BACKCOUNTRY BBQ avalanche transceiver search scenario: beacons were hidden around trees on a high bluff out of sight. The control box and the search start were at the bottom of bluff.
Tyler DeWitt’s BACKCOUNTRY BBQ is a non-sanctioned snowboarding freeride competition that takes place annually in Colorado’s Summit County. You could call it a bit “renegade,” since it’s not permitted by the U.S. Forest Service (participation is capped below the limit required for a permit) and Tyler and his bros do all of the avalanche mitigation themselves. The event gained some notoriety a few years back when it was held near Montezuma, CO and a rider was caught on film deploying a Float airbag, garnering over 1.2 million views on YouTube.

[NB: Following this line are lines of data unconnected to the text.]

//! Wire layout for trace-request bodies and path entries (spec §4.9/§6).

use crate::address::Address;
use crate::constants::{TRACE_ENTRY_SIZE, TRACE_REQ_FIXED_SIZE};
use crate::error::ProtoError;

/// One hop's worth of timing/address information in a trace path.
#[derive(Debug, Clone, Copy, PartialEq, Eq)]
pub struct TraceEntry {
    pub precision: u8,
    pub seconds: u64,
    pub seconds_fraction: u64,
    pub nbits: u8,
    pub hops_seen: u8,
    pub address: Address,
}

impl TraceEntry {
    pub fn encode(&self, out: &mut Vec<u8>) {
        out.push(self.precision);
        out.extend_from_slice(&[0u8; 3]); // reserved
        out.extend_from_slice(&self.seconds.to_be_bytes());
        out.extend_from_slice(&self.seconds_fraction.to_be_bytes());
        out.push(self.nbits);
        out.push(self.hops_seen);
        out.extend_from_slice(&[0u8; 2]); // reserved
        out.extend_from_slice(self.address.bytes());
        debug_assert_eq!(out.len() % TRACE_ENTRY_SIZE, 0);
    }

    pub fn decode(buf: &[u8]) -> Result<Self, ProtoError> {
        if buf.len() < TRACE_ENTRY_SIZE {
            return Err(ProtoError::MalformedPacket {
                need: TRACE_ENTRY_SIZE,
                got: buf.len(),
            });
        }
        let precision = buf[0];
        let seconds = u64::from_be_bytes(buf[4..12].try_into().unwrap());
        let seconds_fraction = u64::from_be_bytes(buf[12..20].try_into().unwrap());
        let nbits = buf[20];
        let hops_seen = buf[21];
        let mut addr_bytes = [0u8; 8];
        addr_bytes.copy_from_slice(&buf[24..32]);
        let address =
            Address::new(addr_bytes, nbits).map_err(|_| ProtoError::MalformedAddress(nbits))?;
        Ok(Self {
            precision,
            seconds,
            seconds_fraction,
            nbits,
            hops_seen,
            address,
        })
    }

    /// Decodes `seconds_fraction` into microseconds, per the precision
    /// rules in spec §4.9:
    /// - `precision <= 64`: the fraction is a binary `0.f` (f interpreted
    ///   as the top `precision` bits of a 64-bit fixed-point fraction).
    /// - `64 < precision <= 70`: the fraction is `f * 10^(70 - precision)`
    ///   microseconds.
    /// - `precision > 70`: the fraction is `f / 10^(precision - 70)`
    ///   microseconds.
    pub fn fraction_micros(&self) -> u64 {
        fraction_to_micros(self.precision, self.seconds_fraction)
    }
}

pub fn fraction_to_micros(precision: u8, f: u64) -> u64 {
    if precision <= 64 {
        // f is the numerator of a binary fraction f / 2^64; scale to
        // microseconds by multiplying before shifting to preserve
        // precision within u128, then narrowing back to u64.
        (((f as u128) * 1_000_000u128) >> 64) as u64
    } else if precision <= 70 {
        f.saturating_mul(10u64.pow((70 - precision) as u32))
    } else {
        let divisor = 10u64.pow((precision - 70).min(19) as u32);
        if divisor == 0 {
            0
        } else {
            f / divisor
        }
    }
}

/// A trace request's variable-length body (spec §4.9/§6): an
/// `intermediate_replies` flag, a 16-byte `trace_id`, the accumulated
/// path entries, and an optional RSA public key for encrypted replies
/// (spec §9: the key-encrypted-reply path is out of scope; the field is
/// still parsed/emitted for wire compatibility but never acted upon).
#[derive(Debug, Clone, PartialEq, Eq)]
pub struct TraceRequest {
    pub intermediate_replies: bool,
    pub trace_id: [u8; 16],
    pub entries: Vec<TraceEntry>,
    pub pubkey: Vec<u8>,
}

impl TraceRequest {
    pub fn encode(&self) -> Vec<u8> {
        let mut out = Vec::with_capacity(
            TRACE_REQ_FIXED_SIZE + self.entries.len() * TRACE_ENTRY_SIZE + self.pubkey.len(),
        );
        out.push(self.intermediate_replies as u8);
        out.push(self.entries.len() as u8);
        out.extend_from_slice(&(self.pubkey.len() as u16).to_be_bytes());
        out.extend_from_slice(&self.trace_id);
        for e in &self.entries {
            e.encode(&mut out);
        }
        out.extend_from_slice(&self.pubkey);
        out
    }

    pub fn decode(buf: &[u8]) -> Result<Self, ProtoError> {
        if buf.len() < TRACE_REQ_FIXED_SIZE {
            return Err(ProtoError::MalformedPacket {
                need: TRACE_REQ_FIXED_SIZE,
                got: buf.len(),
            });
        }
        let intermediate_replies = buf[0] != 0;
        let num_entries = buf[1] as usize;
        let pubkey_size = u16::from_be_bytes([buf[2], buf[3]]) as usize;
        let mut trace_id = [0u8; 16];
        trace_id.copy_from_slice(&buf[4..20]);
        let mut offset = TRACE_REQ_FIXED_SIZE;
        let mut entries = Vec::with_capacity(num_entries);
        for _ in 0..num_entries {
            let entry = TraceEntry::decode(&buf[offset..])?;
            entries.push(entry);
            offset += TRACE_ENTRY_SIZE;
        }
        let needed = offset + pubkey_size;
        if buf.len() < needed {
            return Err(ProtoError::InconsistentLength {
                declared: needed,
                remaining: buf.len(),
            });
        }
        let pubkey = buf[offset..needed].to_vec();
        Ok(Self {
            intermediate_replies,
            trace_id,
            entries,
            pubkey,
        })
    }
}

/// A trace reply's body (spec §4.9): a path of entries plus whether this
/// is the final, endpoint-matching reply or an intermediate one from a
/// transit node along the way.
#[derive(Debug, Clone, PartialEq, Eq)]
pub struct TraceReply {
    pub intermediate: bool,
    pub entries: Vec<TraceEntry>,
}

impl TraceReply {
    pub fn encode(&self) -> Vec<u8> {
        let mut out = Vec::with_capacity(2 + self.entries.len() * TRACE_ENTRY_SIZE);
        out.push(self.intermediate as u8);
        out.push(self.entries.len() as u8);
        for e in &self.entries {
            e.encode(&mut out);
        }
        out
    }

    pub fn decode(buf: &[u8]) -> Result<Self, ProtoError> {
        if buf.len() < 2 {
            return Err(ProtoError::MalformedPacket { need: 2, got: buf.len() });
        }
        let intermediate = buf[0] != 0;
        let num_entries = buf[1] as usize;
        let mut offset = 2;
        let mut entries = Vec::with_capacity(num_entries);
        for _ in 0..num_entries {
            let entry = TraceEntry::decode(&buf[offset..])?;
            entries.push(entry);
            offset += TRACE_ENTRY_SIZE;
        }
        Ok(Self {
            intermediate,
            entries,
        })
    }
}

#[cfg(test)]
mod tests {
    use super::*;

    fn entry(hops_seen: u8) -> TraceEntry {
        TraceEntry {
            precision: 64,
            seconds: 1_000,
            seconds_fraction: 1 << 63, // 0.5
            nbits: 16,
            hops_seen,
            address: Address::new([9, 9, 0, 0, 0, 0, 0, 0], 16).unwrap(),
        }
    }

    #[test]
    fn entry_round_trips() {
        let e = entry(1);
        let mut buf = Vec::new();
        e.encode(&mut buf);
        assert_eq!(buf.len(), TRACE_ENTRY_SIZE);
        let decoded = TraceEntry::decode(&buf).unwrap();
        assert_eq!(decoded, e);
    }

    #[test]
    fn binary_fraction_decodes_to_half_second() {
        assert_eq!(fraction_to_micros(64, 1u64 << 63), 500_000);
    }

    #[test]
    fn microsecond_scaled_fraction() {
        // precision 69 means f is already in units of 10 microseconds.
        assert_eq!(fraction_to_micros(69, 5), 50);
    }

    #[test]
    fn sub_microsecond_precision_divides_down() {
        // precision 73 means f is in units of 1/1000 microsecond.
        assert_eq!(fraction_to_micros(73, 5000), 5);
    }

    #[test]
    fn trace_request_round_trips_with_entries_and_key() {
        let req = TraceRequest {
            intermediate_replies: true,
            trace_id: [7u8; 16],
            entries: vec![entry(0), entry(1)],
            pubkey: vec![1, 2, 3, 4, 5],
        };
        let encoded = req.encode();
        let decoded = TraceRequest::decode(&encoded).unwrap();
        assert_eq!(decoded, req);
    }

    #[test]
    fn empty_request_round_trips() {
        let req = TraceRequest {
            intermediate_replies: false,
            trace_id: [0u8; 16],
            entries: vec![],
            pubkey: vec![],
        };
        let encoded = req.encode();
        assert_eq!(encoded.len(), TRACE_REQ_FIXED_SIZE);
        let decoded = TraceRequest::decode(&encoded).unwrap();
        assert_eq!(decoded, req);
    }

    #[test]
    fn trace_reply_round_trips() {
        let reply = TraceReply {
            intermediate: true,
            entries: vec![entry(3), entry(4)],
        };
        let encoded = reply.encode();
        let decoded = TraceReply::decode(&encoded).unwrap();
        assert_eq!(decoded, reply);
    }

    #[test]
    fn empty_trace_reply_round_trips() {
        let reply = TraceReply {
            intermediate: false,
            entries: vec![],
        };
        let encoded = reply.encode();
        assert_eq!(encoded.len(), 2);
        let decoded = TraceReply::decode(&encoded).unwrap();
        assert_eq!(decoded, reply);
    }
}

BCA is a big sponsor of freeride competitions, specifically those sanctioned by the International Freeskiers and Snowboarders Association (IFSA). But we’ve been reluctant to support the BACKCOUNTRY BBQ–until this year when Tyler proposed incorporating transceiver searching into the comp. We jumped on board and agreed to supply a BCA Beacon Training Park. Below is Tyler’s summary of the event, how he dealt with the hazard, and who took home the award for 2018 “Backcountry Bad Ass.”
by Tyler DeWitt
The BACKCOUNTRY BBQ encourages and awards safe protocol in avalanche terrain by combining a beacon search competition with a big mountain, rider judged snowboarding competition.
BACKCOUNTRY BBQ gives backcountry athletes a chance to progress the level of big mountain riding in a safer way. It originated discussion about how social media plays a role in avalanche fatalities. Part of the discussion focused on how athletes post photos and videos of them riding in avalanche terrain with no mention of their uncertainty or precautions they take. This can be dangerous as people may think if Joe Shmoe did it, it must be safe.
Location Loveland Pass, south end of Kitchen Wall.
On November 16, 2018, I took my rock board out and started poking around on Loveland Pass, Colorado. I found depth hoar at all elevations on the wall and knew it needed to disappear. Me and my buddies started ski cutting all the slide paths, riding hard with a lot of side slipping, trying to break down the layers and release small slides. Before our first big Christmas storm, we were able to put 21 ski cuts through the wall, producing no more than six inches of soft slabs. During this storm, a six-foot cornice developed and overloaded the wall below. The left side of the wall must have released naturally, and the right side was remotely triggered by a skier, both sliding to the ground. The following three weeks we received a few storms with low snowfall.
Three days before the BACKCOUNTRY BBQ, it snowed a foot. The temperature stayed cold, the sun came out, and the new snow settled for three days. I was still worried the new storm slabs would break, so Josh Biebel and I went up for avalanche mitigation and cut off 200 feet of the cornice in large chunks, with no propagation. We were confident that if a slide were to occur, it would be very limited.
BACKCOUNTRY BBQ video edit and photos by Carlo Marasigan @carlobarlo.
On January 24, 2018, BACKCOUNTRY BBQ competitors arrived ready to compete on Loveland Pass.
At the beginning of the day, everyone was timed finding one of eight buried avalanche beacons using their own equipment, ensuring everyone had functioning avalanche rescue gear. Participants then headed up to the riding portion of the competition. We had a medic, an EMT and a patroller stationed on top with a deadman anchor set in place and large bags of medical supplies. The rescue/first aid team included Brenden Mitchell, Evan Hannibal, Keith Hadyk and Angus Morrison. They acted as starters, making sure we had EYES ON while everyone was riding.
The judges recorded everyone’s time to probe strike a hidden avalanche transceiver. The seven fastest times went to a final round and had to probe strike and dig up the beacon with shovels.
BACKCOUNTRY BBQ BEACON SEARCH TOP 5:
- Stevo Magana @shredtolive31
- Josh Accetturo @space_kace_ace
- Doug Fletcher @steepsnow
- Shawna Mayo @mayohmy
- Keith Hadyk @keith_hadyk .
We had all the riders vote for their top three runs. We then took the top ten votes and looked at their beacon search time. The competitors with the fastest avalanche transceiver search time and the most rider votes took the top three BACKCOUNTRY BAD ASS AWARDS.
BACKCOUNTRY BAD ASS PODIUM:
- Jake LaRue @jakelarue
- Everette Simmons @everettesimmons
- Zach Griffin @zgriff
Tyler Dewitt and crew send a big ‘Thank You’ to sponsors Backcountry Access, Never Summer, Tailgate Alaska, Pret, Tobe Outerwear and Backcountry United for supporting avalanche safety education and this event. Because of you this was the best BACKCOUNTRY BBQ yet!
Another BACKCOUNTRY BBQ is planned for Mt. Evans, Colorado in early June.